- PROBLEM DESCRIPTION
What is the number of lines below that contain the word "Relaxed"? Respond with that number alone.

- RECORDS SHOWN
--- START ---
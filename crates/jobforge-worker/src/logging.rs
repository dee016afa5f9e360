//! Structured logging init: one JSON record per line, with
//! `timestamp, level, message, worker_id, trace_id?, job_id?, job_type?,
//! tenant_id?, attempt_no?` fields. The fields beyond `worker_id` are
//! attached as span fields by the executor (`executor::execute`'s
//! `info_span!`); this just wires the sink.

use tracing_subscriber::fmt::format::FmtSpan;
use tracing_subscriber::EnvFilter;

pub fn init() {
    let filter = EnvFilter::try_from_default_env().unwrap_or_else(|_| EnvFilter::new("info"));

    tracing_subscriber::fmt()
        .json()
        .with_env_filter(filter)
        .with_span_events(FmtSpan::NEW | FmtSpan::CLOSE)
        .with_target(false)
        .init();
}
//! The poll loop / supervisor — top-level state machine that claims
//! batches, fans jobs out to executors, and drains on shutdown.

use std::sync::atomic::{AtomicUsize, Ordering};
use std::sync::Arc;

use tokio::sync::Semaphore;
use tokio::task::{JoinHandle, JoinSet};
use tokio_util::sync::CancellationToken;
use tracing::{debug, info, warn};

use crate::config::{ConfigError, WorkerConfig};
use crate::executor;
use crate::queue::QueueClient;
use crate::registry::HandlerRegistry;

#[derive(Debug, Clone, Copy, PartialEq, Eq)]
pub enum SupervisorState {
    Starting,
    Polling,
    Draining,
    Stopped,
}

/// Counts from a completed `run_once` invocation, useful for tests and for
/// serverless/cron entrypoints that want a summary.
#[derive(Debug, Clone, Copy, Default)]
pub struct RunOnceSummary {
    pub claimed: usize,
}

#[derive(Debug, thiserror::Error)]
pub enum SupervisorError {
    #[error(transparent)]
    Config(#[from] ConfigError),
}

pub struct Supervisor {
    queue: Arc<dyn QueueClient>,
    registry: HandlerRegistry,
    config: WorkerConfig,
    active: Arc<AtomicUsize>,
}

impl Supervisor {
    pub fn new(queue: Arc<dyn QueueClient>, registry: HandlerRegistry, config: WorkerConfig) -> Self {
        Self {
            queue,
            registry,
            config,
            active: Arc::new(AtomicUsize::new(0)),
        }
    }

    /// Current count of in-flight executors. Read-only; never used to gate
    /// concurrency, only for metrics and logging.
    pub fn active_jobs(&self) -> usize {
        self.active.load(Ordering::Relaxed)
    }

    /// Runs the full loop, installing its own Ctrl-C handler as the
    /// shutdown trigger. Most callers want this; tests that need a
    /// deterministic shutdown trigger should use [`Supervisor::run_with_shutdown`].
    pub async fn run(self) -> Result<(), SupervisorError> {
        let shutdown = CancellationToken::new();
        let signal_token = shutdown.clone();
        tokio::spawn(async move {
            if tokio::signal::ctrl_c().await.is_ok() {
                info!("received shutdown signal");
                signal_token.cancel();
            }
        });
        self.run_with_shutdown(shutdown).await
    }

    /// Runs the full `Starting -> Polling -> Draining -> Stopped` loop,
    /// triggering drain when `shutdown` is cancelled.
    pub async fn run_with_shutdown(self, shutdown: CancellationToken) -> Result<(), SupervisorError> {
        self.config.validate()?;
        let mut state = SupervisorState::Starting;
        debug!(?state, "supervisor starting");

        state = SupervisorState::Polling;
        info!(?state, worker_id = %self.config.worker_id, "supervisor polling");

        let semaphore = Arc::new(Semaphore::new(self.config.max_concurrent));
        // Plain join handles, not a JoinSet: a JoinSet aborts everything
        // still inside it when dropped, which would cancel jobs abandoned
        // past the shutdown grace period instead of letting them run to
        // completion in the background.
        let mut tasks: Vec<JoinHandle<()>> = Vec::new();

        loop {
            if shutdown.is_cancelled() {
                break;
            }

            let available = semaphore.available_permits();
            if available == 0 {
                tokio::select! {
                    _ = shutdown.cancelled() => break,
                    _ = tokio::time::sleep(self.config.poll_interval) => {}
                }
                continue;
            }

            let limit = self.config.claim_limit.min(available as i64);
            let claimed = match self.queue.claim(&self.config.worker_id, limit).await {
                Ok(jobs) => jobs,
                Err(err) => {
                    warn!(error = %err, "claim failed, will retry after poll_interval");
                    tokio::select! {
                        _ = shutdown.cancelled() => break,
                        _ = tokio::time::sleep(self.config.poll_interval) => {}
                    }
                    continue;
                }
            };

            if claimed.is_empty() {
                tokio::select! {
                    _ = shutdown.cancelled() => break,
                    _ = tokio::time::sleep(self.config.poll_interval) => {}
                }
                continue;
            }

            for job in claimed {
                let permit = semaphore.clone().acquire_owned().await.expect("semaphore closed");
                let queue = self.queue.clone();
                let registry = self.registry.clone();
                let worker_id = self.config.worker_id.clone();
                let heartbeat_interval = self.config.heartbeat_interval;
                let job_timeout = self.config.job_timeout;
                let job_shutdown = shutdown.clone();
                let active = self.active.clone();

                active.fetch_add(1, Ordering::Relaxed);
                tasks.push(tokio::spawn(async move {
                    let _permit = permit;
                    executor::execute(
                        queue,
                        registry,
                        worker_id,
                        job,
                        heartbeat_interval,
                        job_timeout,
                        job_shutdown,
                    )
                    .await;
                    active.fetch_sub(1, Ordering::Relaxed);
                }));
            }

            // Reap finished tasks without blocking the next claim tick.
            tasks.retain(|t| !t.is_finished());
        }

        state = SupervisorState::Draining;
        info!(?state, remaining = tasks.len(), "draining in-flight jobs");

        let grace = self.config.shutdown_grace;
        let remaining = tasks.len();
        // Drain by value: if the timeout below fires, this future (and its
        // partially-consumed iterator) is simply dropped. Dropping an
        // unfinished `JoinHandle` await does not abort the underlying task,
        // so any executors still running at that point keep running in the
        // background exactly as spec'd.
        let drained = tokio::time::timeout(grace, async {
            for task in tasks.drain(..) {
                let _ = task.await;
            }
        })
        .await;

        if drained.is_err() {
            warn!(
                remaining,
                "shutdown grace period elapsed; abandoning remaining executors in the background (their leases will expire)"
            );
        }

        state = SupervisorState::Stopped;
        info!(?state, "supervisor stopped");
        Ok(())
    }

    /// Claims exactly one batch, processes all returned jobs concurrently,
    /// waits for completion, and returns.
    pub async fn run_once(self) -> Result<RunOnceSummary, SupervisorError> {
        self.config.validate()?;
        let claimed = self
            .queue
            .claim(&self.config.worker_id, self.config.claim_limit)
            .await
            .unwrap_or_else(|err| {
                warn!(error = %err, "claim failed in run_once");
                Vec::new()
            });

        let mut tasks: JoinSet<()> = JoinSet::new();
        let claimed_count = claimed.len();
        let no_shutdown = CancellationToken::new();

        for job in claimed {
            let queue = self.queue.clone();
            let registry = self.registry.clone();
            let worker_id = self.config.worker_id.clone();
            let heartbeat_interval = self.config.heartbeat_interval;
            let job_timeout = self.config.job_timeout;
            let shutdown = no_shutdown.clone();
            tasks.spawn(async move {
                executor::execute(
                    queue,
                    registry,
                    worker_id,
                    job,
                    heartbeat_interval,
                    job_timeout,
                    shutdown,
                )
                .await;
            });
        }

        while tasks.join_next().await.is_some() {}

        Ok(RunOnceSummary {
            claimed: claimed_count,
        })
    }
}

#[cfg(test)]
mod tests {
    use super::*;
    use crate::context::JobContext;
    use crate::registry::{HandlerError, HandlerRegistry, JobHandler};
    use async_trait::async_trait;
    use jobforge_testing::InMemoryQueueClient;
    use std::time::Duration;

    struct Echo;
    #[async_trait]
    impl JobHandler for Echo {
        async fn handle(
            &self,
            payload: serde_json::Value,
            _ctx: JobContext,
        ) -> Result<serde_json::Value, HandlerError> {
            Ok(payload)
        }
    }

    struct Sleeps(Duration);
    #[async_trait]
    impl JobHandler for Sleeps {
        async fn handle(
            &self,
            payload: serde_json::Value,
            _ctx: JobContext,
        ) -> Result<serde_json::Value, HandlerError> {
            tokio::time::sleep(self.0).await;
            Ok(payload)
        }
    }

    fn config() -> WorkerConfig {
        WorkerConfig {
            worker_id: "worker-1".to_string(),
            poll_interval: Duration::from_millis(20),
            heartbeat_interval: Duration::from_millis(5),
            claim_limit: 10,
            max_concurrent: 10,
            job_timeout: Duration::from_secs(5),
            shutdown_grace: Duration::from_millis(200),
            store_lease_ttl: Duration::from_secs(1),
        }
    }

    #[tokio::test]
    async fn run_once_processes_exactly_one_batch() {
        let queue = Arc::new(InMemoryQueueClient::new());
        queue.seed_queued("echo", serde_json::json!({"n": 1}), 3);
        queue.seed_queued("echo", serde_json::json!({"n": 2}), 3);

        let registry = HandlerRegistry::builder()
            .register("echo", Echo, Duration::from_secs(5), 3)
            .unwrap()
            .build();

        let supervisor = Supervisor::new(queue.clone(), registry, config());
        let summary = supervisor.run_once().await.unwrap();
        assert_eq!(summary.claimed, 2);
        assert_eq!(queue.claim_call_count(), 1);
    }

    #[tokio::test]
    async fn shutdown_stops_new_claims_and_exits_within_grace() {
        let queue = Arc::new(InMemoryQueueClient::new());
        // A job that sleeps far longer than the grace period; its executor
        // will be abandoned rather than awaited forever.
        queue.seed_queued("slow", serde_json::json!({}), 3);

        let registry = HandlerRegistry::builder()
            .register("slow", Sleeps(Duration::from_secs(10)), Duration::from_secs(30), 3)
            .unwrap()
            .build();

        let mut cfg = config();
        cfg.shutdown_grace = Duration::from_millis(50);
        let supervisor = Supervisor::new(queue.clone(), registry, cfg);

        let shutdown = CancellationToken::new();
        let shutdown_trigger = shutdown.clone();

        let start = std::time::Instant::now();
        let run_handle = tokio::spawn(supervisor.run_with_shutdown(shutdown));

        // Let the first claim happen, then signal shutdown almost
        // immediately; no further claims should occur afterward.
        tokio::time::sleep(Duration::from_millis(10)).await;
        shutdown_trigger.cancel();

        run_handle.await.unwrap().unwrap();
        let elapsed = start.elapsed();

        // Exits at ~shutdown_grace, not at the handler's full 10s sleep.
        assert!(elapsed < Duration::from_secs(2), "elapsed={elapsed:?}");

        let claims_at_shutdown = queue.claim_call_count();
        tokio::time::sleep(Duration::from_millis(100)).await;
        assert_eq!(
            queue.claim_call_count(),
            claims_at_shutdown,
            "no claims should occur after the supervisor has stopped"
        );
    }

    #[tokio::test]
    async fn config_validation_error_surfaces_from_run_once() {
        let queue = Arc::new(InMemoryQueueClient::new());
        let registry = HandlerRegistry::builder().build();
        let mut cfg = config();
        cfg.worker_id = String::new();
        let supervisor = Supervisor::new(queue, registry, cfg);
        assert!(supervisor.run_once().await.is_err());
    }
}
--- END ---
- FINISHED TASK
3